REQUIRED WORK: In the data that follows, find each line containing "returning" and copy it.

DATASET CONTENT:
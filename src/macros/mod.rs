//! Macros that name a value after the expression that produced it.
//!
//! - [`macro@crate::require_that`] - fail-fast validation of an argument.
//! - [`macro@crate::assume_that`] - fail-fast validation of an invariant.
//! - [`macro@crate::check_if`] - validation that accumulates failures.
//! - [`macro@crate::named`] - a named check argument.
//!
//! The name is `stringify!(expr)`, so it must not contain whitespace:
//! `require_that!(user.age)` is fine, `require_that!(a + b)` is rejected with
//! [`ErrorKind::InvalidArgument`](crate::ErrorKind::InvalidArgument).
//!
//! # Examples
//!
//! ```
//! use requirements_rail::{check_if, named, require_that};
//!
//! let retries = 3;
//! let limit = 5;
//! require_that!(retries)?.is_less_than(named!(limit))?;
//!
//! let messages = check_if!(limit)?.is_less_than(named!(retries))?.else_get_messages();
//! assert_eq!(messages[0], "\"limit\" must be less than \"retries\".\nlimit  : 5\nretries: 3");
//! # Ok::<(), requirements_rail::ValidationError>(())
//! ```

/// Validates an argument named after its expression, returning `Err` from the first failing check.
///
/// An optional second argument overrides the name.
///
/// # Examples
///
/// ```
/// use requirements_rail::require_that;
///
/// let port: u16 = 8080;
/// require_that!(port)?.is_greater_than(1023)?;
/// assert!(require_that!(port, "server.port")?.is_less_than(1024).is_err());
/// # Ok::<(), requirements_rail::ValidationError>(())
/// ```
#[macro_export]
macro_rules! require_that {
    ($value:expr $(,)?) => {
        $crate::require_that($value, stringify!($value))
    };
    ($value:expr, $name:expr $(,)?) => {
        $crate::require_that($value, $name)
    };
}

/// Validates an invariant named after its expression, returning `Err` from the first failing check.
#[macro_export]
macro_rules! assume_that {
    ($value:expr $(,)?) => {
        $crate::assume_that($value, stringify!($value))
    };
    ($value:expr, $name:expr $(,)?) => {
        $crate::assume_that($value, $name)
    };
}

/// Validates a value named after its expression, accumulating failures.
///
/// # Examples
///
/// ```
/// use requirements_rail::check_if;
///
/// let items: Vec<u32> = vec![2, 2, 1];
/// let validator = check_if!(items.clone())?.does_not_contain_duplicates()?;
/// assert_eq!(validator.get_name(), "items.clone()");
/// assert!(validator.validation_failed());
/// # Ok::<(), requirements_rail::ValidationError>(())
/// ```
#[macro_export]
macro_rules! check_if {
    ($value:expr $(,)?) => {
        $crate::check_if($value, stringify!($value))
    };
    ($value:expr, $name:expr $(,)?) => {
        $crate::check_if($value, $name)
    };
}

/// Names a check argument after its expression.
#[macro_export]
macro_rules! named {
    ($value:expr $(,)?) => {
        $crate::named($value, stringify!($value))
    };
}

WRITTEN ANSWER:
/// Validates an argument named after its expression, returning `Err` from the first failing check.
/// Validates an invariant named after its expression, returning `Err` from the first failing check.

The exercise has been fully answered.